Although ‘listening’ sounds easy and obvious, it can’t be. Otherwise, we’d be better at it, as a society and as a system. So why IS it so tricky for us? Why do we need conferences to remind us of its importance?
Those are the questions Dr. Suzanne Zeedyk will explore in her workshop. She will illuminate just how much British culture focuses on children’s behaviour, rather than their feelings. She will ask how we fell into this cultural habit and how we get out of it. The problem is that a culture that prioritises behaviour aims to meet adults’ needs, not children’s. If that’s true, then the theme of this conference turns out to be a more radical act than we may have realised.
Suzanne believes that seeing ‘listening’ as inherently counter-cultural, even in modern Britain, is a great first step to getting better at it.
ABOUT DR SUZANNE ZEEDYK
Dr. Suzanne Zeedyk is a research scientist fascinated by babies’ innate capacity to communicate.

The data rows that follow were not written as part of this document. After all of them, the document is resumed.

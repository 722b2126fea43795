//! # memstream Core Library
//!
//! Long-term memory for simulated social agents.
//!
//! Every agent owns one [`MemoryStore`]: an append-only stream of typed
//! memory nodes with associative indices over it.
//!
//! - **Event**: something the agent observed ("Isabella is brewing coffee")
//! - **Thought**: something the agent concluded by reflecting on evidence
//! - **Chat**: a conversation the agent took part in
//!
//! On top of the store sit the [`retrieval`] engine (fused recency /
//! relevance / importance ranking) and the [`reflection`] state machine,
//! which feeds synthesized thoughts back into the store.
//!
//! ## Ownership Contract
//!
//! A store is mutated by exactly one logical writer per simulation tick.
//! Stores of different agents share nothing and can live on different
//! threads.

#![deny(clippy::unwrap_used)]
#![warn(missing_docs)]
#![warn(clippy::pedantic)]
#![allow(clippy::module_name_repetitions)]

pub mod cognition;
pub mod config;
pub mod embedding;
pub mod error;
pub mod memory;
pub mod metrics;
pub mod persistence;
pub mod reflection;
pub mod retrieval;
pub mod types;

pub use config::MemstreamConfig;
pub use error::{MemstreamError, Result};
pub use memory::{MemoryStore, NodeDraft};
pub use memory::node::{Evidence, MemoryNode, Utterance};
pub use types::*;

Since 1993, she has been based at the University of Dundee, Scotland, within the School of Psychology, where she now holds an honorary post. In 2011, she stepped away from full time academic work in order to set up her own independent training enterprise to disseminate what she calls the Science of Connection. Humans beings are born connected, and as a species we have a physiological need for emotional connection in order to lead happy, healthy lives. Suzanne thought the public deserved to understand the science that gives depth to these insights. In 2014, she expanded her reach by founding the organisation connected baby, which enabled her team to create events and resources that support her message.
We estimate that, in the past 10 years, well over 100,000 people have heard her speak live, and many more have watched videos or read her books and blogs. Suzanne brings to her work her awareness of the latest discoveries on infant communicative capacities and brain development, as well as her own research expertise on parent-infant relationships and the socio-political contexts within which scientific information emerges.
Suzanne now works closely with organisations throughout the world, holding on to the same goal with which she set out: We need to increase awareness of the decisions we take about caring for children, because they are integrally connected to our vision for the kind of society we wish to build.